Created:
Topic: Development tools
Having a well-thought-out process to structure your machine learning projects enables you to create new GitHub repositories quickly, and encourages you to embrace elegant software architecture from the very beginning. In this post I’ll show you how I organize the files in my machine learning projects, and I’ll explain the reasoning behind each decision. Some of the information included here is specific to VS Code, but even if you prefer a different editor, you’ll still benefit from most of the content of this article.
The template I use to create new machine learning projects can be found on GitHub.
If you want to start a new machine learning project from my GitHub template, navigate to the repo on GitHub, and click on the “Use this template” button. GitHub template repositories are super handy — they allow me and others to generate new repositories containing the same structure, branches, and files as the template!
The next page will guide you through the settings you need to choose for your project (such as a repository name and privacy settings):
Once your repo is created, click on “Actions” in the top menu, and wait for the GitHub action to complete:
When you see a green checkmark, your project is ready for you to start coding!
Keep reading if you want to understand the reasoning behind each file added to your project, and how the GitHub template was created.
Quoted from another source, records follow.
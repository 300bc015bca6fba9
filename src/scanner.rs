//! Corpus scanner: discovers reference files under a root folder and turns
//! them into [`ReferenceDocument`]s.
//!
//! A missing or non-directory root is an empty corpus, not an error. Files
//! that cannot be read or decoded are logged, recorded in the snapshot's
//! skipped list, and left out; the scan always runs to completion.

use anyhow::Result;
use chrono::{DateTime, Utc};
use globset::{Glob, GlobSet, GlobSetBuilder};
use std::path::{Path, PathBuf};
use std::sync::Arc;
use tracing::{debug, info, warn};
use walkdir::WalkDir;

use case_context_core::decode::decode_bytes;
use case_context_core::keywords::KeywordExtractor;
use case_context_core::models::{CorpusSnapshot, ReferenceDocument, SkippedFile, UNCATEGORIZED};

use crate::config::CorpusConfig;

/// File extensions that belong to the corpus (compared case-insensitively).
pub const ALLOWED_EXTENSIONS: &[&str] = &["txt", "md", "markdown"];

const DEFAULT_EXCLUDES: &[&str] = &["**/.git/**", "**/node_modules/**", "**/target/**"];

#[derive(Debug, Clone, Default)]
pub struct ScanOptions {
    pub exclude_globs: Vec<String>,
    pub follow_symlinks: bool,
}

impl From<&CorpusConfig> for ScanOptions {
    fn from(config: &CorpusConfig) -> Self {
        Self {
            exclude_globs: config.exclude_globs.clone(),
            follow_symlinks: config.follow_symlinks,
        }
    }
}

/// An eligible file found on disk, before it is read.
#[derive(Debug, Clone)]
pub struct DiscoveredFile {
    pub abs_path: PathBuf,
    /// Root-relative, `/`-separated.
    pub rel_path: String,
    pub category: String,
    pub len: u64,
    pub modified_at: DateTime<Utc>,
}

/// Whether `path` carries one of the [`ALLOWED_EXTENSIONS`].
pub fn is_eligible(path: &Path) -> bool {
    path.extension()
        .and_then(|ext| ext.to_str())
        .map(|ext| {
            ALLOWED_EXTENSIONS
                .iter()
                .any(|allowed| ext.eq_ignore_ascii_case(allowed))
        })
        .unwrap_or(false)
}

/// Category of a root-relative path: the immediate parent directory name.
pub fn category_for(relative: &Path) -> String {
    relative
        .parent()
        .and_then(|parent| parent.file_name())
        .map(|name| name.to_string_lossy().to_string())
        .unwrap_or_else(|| UNCATEGORIZED.to_string())
}

fn relative_string(relative: &Path) -> String {
    relative
        .components()
        .map(|c| c.as_os_str().to_string_lossy())
        .collect::<Vec<_>>()
        .join("/")
}

/// Walk `root` and list eligible files, sorted by relative path.
///
/// Errors only for invalid exclude patterns.
pub fn discover_files(root: &Path, options: &ScanOptions) -> Result<Vec<DiscoveredFile>> {
    if !root.is_dir() {
        warn!(root = %root.display(), "corpus root does not exist or is not a directory");
        return Ok(Vec::new());
    }

    let mut excludes: Vec<String> = DEFAULT_EXCLUDES.iter().map(|s| s.to_string()).collect();
    excludes.extend(options.exclude_globs.iter().cloned());
    let exclude_set = build_globset(&excludes)?;

    let mut files = Vec::new();

    let walker = WalkDir::new(root).follow_links(options.follow_symlinks);
    for entry in walker {
        let entry = match entry {
            Ok(entry) => entry,
            Err(e) => {
                warn!(error = %e, "skipping unreadable directory entry");
                continue;
            }
        };
        if !entry.file_type().is_file() || !is_eligible(entry.path()) {
            continue;
        }

        let path = entry.path();
        let relative = path.strip_prefix(root).unwrap_or(path);
        let rel_str = relative_string(relative);

        if exclude_set.is_match(&rel_str) {
            debug!(path = %rel_str, "excluded by glob");
            continue;
        }

        let metadata = match entry.metadata() {
            Ok(m) => m,
            Err(e) => {
                warn!(path = %rel_str, error = %e, "skipping file with unreadable metadata");
                continue;
            }
        };
        let modified = metadata
            .modified()
            .unwrap_or(std::time::SystemTime::UNIX_EPOCH);

        files.push(DiscoveredFile {
            abs_path: path.to_path_buf(),
            category: category_for(relative),
            rel_path: rel_str,
            len: metadata.len(),
            modified_at: DateTime::<Utc>::from(modified),
        });
    }

    // Sort for deterministic ordering
    files.sort_by(|a, b| a.rel_path.cmp(&b.rel_path));

    Ok(files)
}

/// Scan `root` into a new snapshot.
///
/// Documents of `previous` whose path, on-disk size and modification time
/// are unchanged are reused as-is instead of being read and tokenized again.
pub fn load_snapshot(
    root: &Path,
    options: &ScanOptions,
    extractor: &KeywordExtractor,
    previous: Option<&CorpusSnapshot>,
    now: DateTime<Utc>,
) -> Result<CorpusSnapshot> {
    let files = discover_files(root, options)?;
    Ok(build_snapshot(root, files, extractor, previous, now))
}

/// Read already-discovered files into a snapshot. Files that vanish or
/// fail to read between discovery and reading land in the skipped list.
fn build_snapshot(
    root: &Path,
    files: Vec<DiscoveredFile>,
    extractor: &KeywordExtractor,
    previous: Option<&CorpusSnapshot>,
    now: DateTime<Utc>,
) -> CorpusSnapshot {
    let mut snapshot = CorpusSnapshot::empty(root, now);
    let mut reused = 0usize;

    for file in files {
        if let Some(doc) = previous.and_then(|p| p.get(&file.rel_path)) {
            if doc.source_len == file.len && doc.modified_at == file.modified_at {
                snapshot.documents.push(Arc::clone(doc));
                reused += 1;
                continue;
            }
        }

        match read_document(&file, extractor) {
            Ok(doc) => snapshot.documents.push(Arc::new(doc)),
            Err(reason) => {
                warn!(path = %file.abs_path.display(), %reason, "skipping reference file");
                snapshot.skipped.push(SkippedFile {
                    path: file.rel_path,
                    reason,
                });
            }
        }
    }

    info!(
        root = %root.display(),
        documents = snapshot.documents.len(),
        reused,
        skipped = snapshot.skipped.len(),
        "corpus scanned"
    );

    snapshot
}

fn read_document(
    file: &DiscoveredFile,
    extractor: &KeywordExtractor,
) -> std::result::Result<ReferenceDocument, String> {
    let bytes = std::fs::read(&file.abs_path).map_err(|e| format!("read failed: {}", e))?;
    let decoded = decode_bytes(&bytes).map_err(|e| e.to_string())?;

    Ok(ReferenceDocument::new(
        file.rel_path.clone(),
        file.category.clone(),
        decoded.text,
        decoded.encoding,
        file.len,
        file.modified_at,
        extractor,
    ))
}

fn build_globset(patterns: &[String]) -> Result<GlobSet> {
    let mut builder = GlobSetBuilder::new();
    for pattern in patterns {
        builder.add(Glob::new(pattern)?);
    }
    Ok(builder.build()?)
}
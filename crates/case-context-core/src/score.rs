//! Relevance scoring.
//!
//! The base score is a weighted Jaccard overlap between the query's and the
//! document's keyword sets:
//!
//! ```text
//!            Σ min(wq[t], wd[t])   over tokens in both sets
//! score = ---------------------------------------------------
//!            Σ max(wq[t], wd[t])   over tokens in either set
//! ```
//!
//! An empty union scores `0.0`. Documents whose category label appears in
//! the query receive a fixed bonus, so topically-labelled folders can win
//! even with weak textual overlap. The result is clamped to `[0.0, 1.0]`.
//!
//! All sums are integer, so identical inputs give bit-identical scores.

use std::sync::Arc;

use crate::keywords::KeywordSet;
use crate::models::{CorpusSnapshot, Query, ReferenceDocument, ScoredDocument, UNCATEGORIZED};

/// Default bonus for a category match.
pub const DEFAULT_CATEGORY_BONUS: f64 = 0.1;

#[derive(Debug, Clone, Copy)]
pub struct ScoringOptions {
    /// Added to the base score when the category matches the query.
    pub category_bonus: f64,
}

impl Default for ScoringOptions {
    fn default() -> Self {
        Self {
            category_bonus: DEFAULT_CATEGORY_BONUS,
        }
    }
}

/// Weighted Jaccard overlap of two keyword sets, in `[0.0, 1.0]`.
pub fn keyword_overlap(query: &KeywordSet, doc: &KeywordSet) -> f64 {
    let mut shared: u64 = 0;
    let mut union: u64 = 0;

    for (token, wq) in query.iter() {
        let wd = doc.weight(token);
        shared += u64::from(wq.min(wd));
        union += u64::from(wq.max(wd));
    }
    for (token, wd) in doc.iter() {
        if !query.contains(token) {
            union += u64::from(wd);
        }
    }

    if union == 0 {
        0.0
    } else {
        shared as f64 / union as f64
    }
}

/// Whether `category` appears in the query text (case-insensitive).
///
/// The [`UNCATEGORIZED`] sentinel never matches.
pub fn category_matches(category: &str, query: &Query) -> bool {
    let category = category.trim().to_lowercase();
    if category.is_empty() || category == UNCATEGORIZED {
        return false;
    }
    query.keywords.contains(&category) || query.text.to_lowercase().contains(&category)
}

/// Score one document against a query.
pub fn score_document(query: &Query, doc: &ReferenceDocument, options: &ScoringOptions) -> f64 {
    let mut score = keyword_overlap(&query.keywords, &doc.keywords);
    if category_matches(&doc.category, query) {
        score += options.category_bonus;
    }
    score.clamp(0.0, 1.0)
}

/// Score every document of a snapshot, preserving snapshot order.
pub fn score_snapshot(
    query: &Query,
    snapshot: &CorpusSnapshot,
    options: &ScoringOptions,
) -> Vec<ScoredDocument> {
    snapshot
        .documents
        .iter()
        .map(|doc| ScoredDocument {
            document: Arc::clone(doc),
            score: score_document(query, doc, options),
        })
        .collect()
}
Let’s start by covering the most basic and essential files you’ll find in the project you created from the template:
The .gitignore
file tells GitHub which files it should ignore when committing the project to the GitHub repo. If you were creating a new repo without using a template, you’d have a chance to select a pre-configured .gitignore
file. The file I added to the template is simply the file generated after I selected the pre-configured “Python” file at repo creation time:
This is a long file, and I show just the beginning below:
https://github.com/bstollnitz/ml-template/blob/main/.gitignore
lines (105 sloc) 1.76 KB
# Byte-compiled / optimized / DLL files
__pycache__/
*.py[cod]
*$py.class
...
The LICENSE
file tells others which legal license applies to the code in the current repo. This is also a setting that can be set when a new repo is created:
I generally choose the MIT license because it allows my blog readers to use my code for commercial purposes, which I know is a concern for developers working for larger companies with more processes in place. Adding the right license for your code is extremely important — it may be the key factor that protects your company’s IP and keeps it in business, or that enables you to contribute to a high-impact open-source project or commercial product.
The README.md
file contains information about the code in the current repo. I left this file blank in my template, but I still wanted it to be present so that I’m reminded of adding content to it when I use the template to create a new project. Similarly to the other two files, the creation of this file can be done by simply checking a checkbox during the creation of a new repo:
I use Miniconda as my environment manager for Python. Since my projects always include a conda-style environment.yml
file containing all the packages needed to run my code, it makes sense to add this file to my template. I included in this file a few packages that I use pretty much every time I create a machine learning project: Python, PyTorch, Yapf and Pylint — I’ll talk about the last two in detail in the next section.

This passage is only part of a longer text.